We call ourselves, "The Church That Doesn't Care"....that does not mean we don't care about the people that come into the church.  Quite the opposite actually, it means a lot of things.  We don't care what you wear.  Prime example...I am part of the Praise and Worship team.  I can promise you there have been Sunday mornings where I have stood on stage and sang in jeans and a sweatshirt.  Amazingly my voice sounds the EXACT same as it does when I am dressed up!  We don't care where you came from or how much money you have or don't have. We just want you there, learning about Jesus right along side us.  We also do not care about "churchy" things.  If it is your goal to be a deacon or a committee member, then our church might not be for you, we don't do either.  If your idea of going to church means you just have to attend a business meeting every week, then you probably wouldn't like our church either.  We don't do business meetings.
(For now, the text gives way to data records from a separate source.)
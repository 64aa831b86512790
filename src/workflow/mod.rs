/// DAG management layer
///
/// - Type definitions: the authoring document and the compiled block config
/// - SQLite persistence of documents with sqlx
/// - Compilation plus a lock-free hot-reload registry using ArcSwap

pub mod types;

pub mod storage;

pub mod registry;

pub use registry::{CompiledDag, DagRegistry};
pub use storage::{DagMetadata, DagStorage};
pub use types::{
    ApiRequest, BlockConfig, BlockDocument, BlockKind, BlockType, DagDocument, ExecutionStrategy,
    Invocation, Relation, Scheduling,
};
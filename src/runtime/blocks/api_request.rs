/// APIRequest block: outbound HTTP call
///
/// Expected params: { "url": "https://api.example.com/orders", "method": "POST",
///                    "headers": { "x-api-key": "..." }, "bodyPath": "$.order",
///                    "trackFlow": true }
///
/// POST, PUT and PATCH send the scalar input (or the `bodyPath` selection of it)
/// as a JSON body. A non-2xx answer fails the invocation with the upstream
/// status as error code; a transport failure fails it with 502.

use crate::context::response::{BlockError, BlockOutput, BlockResponse, DataFlowRecord};
use crate::runtime::{
    block::{Block, BlockContext},
    blocks::select_path,
};
use crate::workflow::types::{ApiRequestParams, BlockKind};
use async_trait::async_trait;
use serde_json::{json, Value};
use uuid::Uuid;

/// Status used when the remote end could not be reached
pub const BAD_GATEWAY_STATUS: u16 = 502;

#[derive(Debug, Clone, Default)]
pub struct ApiRequestBlock {
    client: reqwest::Client,
}

impl ApiRequestBlock {
    pub fn new() -> Self {
        Self::default()
    }

    pub fn with_client(client: reqwest::Client) -> Self {
        Self { client }
    }

    async fn call(&self, ctx: &BlockContext, params: &ApiRequestParams) -> BlockResponse {
        let method = match reqwest::Method::from_bytes(params.method.to_uppercase().as_bytes()) {
            Ok(method) => method,
            Err(_) => {
                return ctx.fail(400, format!("Unsupported HTTP method: {}", params.method));
            }
        };

        tracing::debug!("🌍 HTTP Request: {} {}", method, params.url);
        let mut request = self.client.request(method.clone(), &params.url);
        for (key, value) in &params.headers {
            request = request.header(key, value);
        }

        if matches!(method, reqwest::Method::POST | reqwest::Method::PUT | reqwest::Method::PATCH) {
            let body = match &params.body_path {
                Some(path) => match select_path(ctx.scalar_input(), path) {
                    Ok(body) => body,
                    Err(e) => return ctx.fail(400, e),
                },
                None => ctx.scalar_input().clone(),
            };
            request = request.json(&body);
        }

        let response = match request.send().await {
            Ok(response) => response,
            Err(e) => {
                tracing::warn!("📡 HTTP request from '{}' failed: {}", ctx.block_name(), e);
                return ctx.fail(BAD_GATEWAY_STATUS, format!("HTTP request failed: {}", e));
            }
        };

        let status = response.status();
        let text = match response.text().await {
            Ok(text) => text,
            Err(e) => {
                return ctx.fail(BAD_GATEWAY_STATUS, format!("Failed to read response body: {}", e));
            }
        };
        let data = serde_json::from_str::<Value>(&text).unwrap_or(Value::String(text));

        tracing::info!("✅ HTTP request completed: {} {} (status: {})", method, params.url, status);

        if status.is_success() {
            BlockResponse::with_status(ctx.block_name(), status.as_u16(), data)
        } else {
            BlockResponse::failed(
                ctx.block_name(),
                BlockError::new(status.as_u16(), format!("{} {} answered {}", method, params.url, status)),
            )
            .with_body(data)
        }
    }
}

#[async_trait]
impl Block for ApiRequestBlock {
    async fn execute(&self, ctx: &BlockContext) -> BlockOutput {
        let BlockKind::ApiRequest(params) = ctx.params() else {
            return ctx.fail(500, "APIRequest block invoked with foreign params").into();
        };

        let response = self.call(ctx, params).await;

        if params.track_flow {
            let flow_id = format!("{}:{}", ctx.block_name(), Uuid::new_v4());
            let data = json!({
                "method": params.method,
                "url": params.url,
                "status": response.status,
                "body": response.body,
            });
            let record = match &response.error {
                Some(error) => DataFlowRecord::failed(flow_id, data, error.clone()),
                None => DataFlowRecord::completed(flow_id, data),
            };
            ctx.register_data_flow(record);
        }

        response.into()
    }
}

#[cfg(test)]
mod tests {
    use super::*;
    use crate::context::{config::ConfigResolver, response::SuccessRange, store::ContextStore};
    use crate::workflow::types::{ApiRequest, BlockConfig, ExecutionStrategy};
    use std::{collections::HashMap, sync::Arc};

    fn context(params: ApiRequestParams) -> BlockContext {
        let config = Arc::new(BlockConfig {
            name: "call".into(),
            kind: BlockKind::ApiRequest(params),
            source: true,
            strategy: ExecutionStrategy::default(),
            relations: vec![],
            depends_on: vec![],
            terminal: false,
            timeout: None,
            input_path: None,
        });
        let store = ContextStore::new(
            ApiRequest::default(),
            SuccessRange::default(),
            Arc::new(ConfigResolver::empty()),
        );
        BlockContext::new(config, json!({ "order": { "id": 1 } }), vec![], store.dao())
    }

    fn params(url: &str, method: &str) -> ApiRequestParams {
        ApiRequestParams {
            url: url.into(),
            method: method.into(),
            headers: HashMap::new(),
            body_path: None,
            track_flow: true,
        }
    }

    #[tokio::test]
    async fn unsupported_method_is_400() {
        let ctx = context(params("http://127.0.0.1:9", "NOT A METHOD"));
        let responses = ApiRequestBlock::new().execute(&ctx).await.into_responses();
        assert_eq!(responses[0].status, 400);
    }

    #[tokio::test]
    async fn unreachable_host_is_502_and_tracked() {
        // Port 9 (discard) is not expected to accept connections
        let ctx = context(params("http://127.0.0.1:9/orders", "POST"));
        let client = reqwest::Client::builder()
            .timeout(std::time::Duration::from_secs(2))
            .build()
            .unwrap();
        let responses = ApiRequestBlock::with_client(client)
            .execute(&ctx)
            .await
            .into_responses();
        assert_eq!(responses[0].status, BAD_GATEWAY_STATUS);

        let flows = ctx.take_data_flows();
        assert_eq!(flows.len(), 1);
        assert!(flows[0].flow_id.starts_with("call:"));
        assert!(flows[0].has_error());
    }
}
Maybe you are wondering how we survive without all of the normal "church" things.  Truly you haven't even heard the two biggest things yet.  One, we do not pass an offering plate.  Ever.  And two, we will never have a building.  Ever.  We meet at the local middle school and I can tell you that after all these years, I leave that middle school feeling closer to God and having grown more than I ever could have in any church building.  "Why would you not have a building?" You might be asking yourself.  Simple.  All of our money goes back to the community. Since our church has zero bills, we are free to help out those in need as much as we can. I am presumptious enough to believe God might just be totally on board with this concept!!!

Do you ever feel like "church" has lost the meaning of what "church" is supposed to be about?  I shudder when I hear of the fights over things that happen at churches..but the amazing thing is, when there is no building, no committees, and your focus is actually on Jesus and helping others (where it is supposed to be, if I am not mistaken), then there is nothing to argue about to begin with.  Suddenly the church becomes "free" to listen to the promptings of the Holy Spirit without the "nagging wife" in the background always griping about something.

This may be news for some folks, but success isn't about how many people come to a church.  Success isn't even about how much money that church brought in that week.  From a church stand point success should be about how many people grew closer to Christ that Sunday.  That's it.  Period.  NOTHING ELSE.  And if no one in church is growing closer to Christ because they are worried about how many people to get through the doors or how to spend the money, then the flat out truth is "church" isn't doing it's job.

Wednesday, May 21, 2014

This is How I Do It




It happened again yesterday.  For the four hundredth time (probably more than that), I heard someone say to me, "I just don't know how you do it!"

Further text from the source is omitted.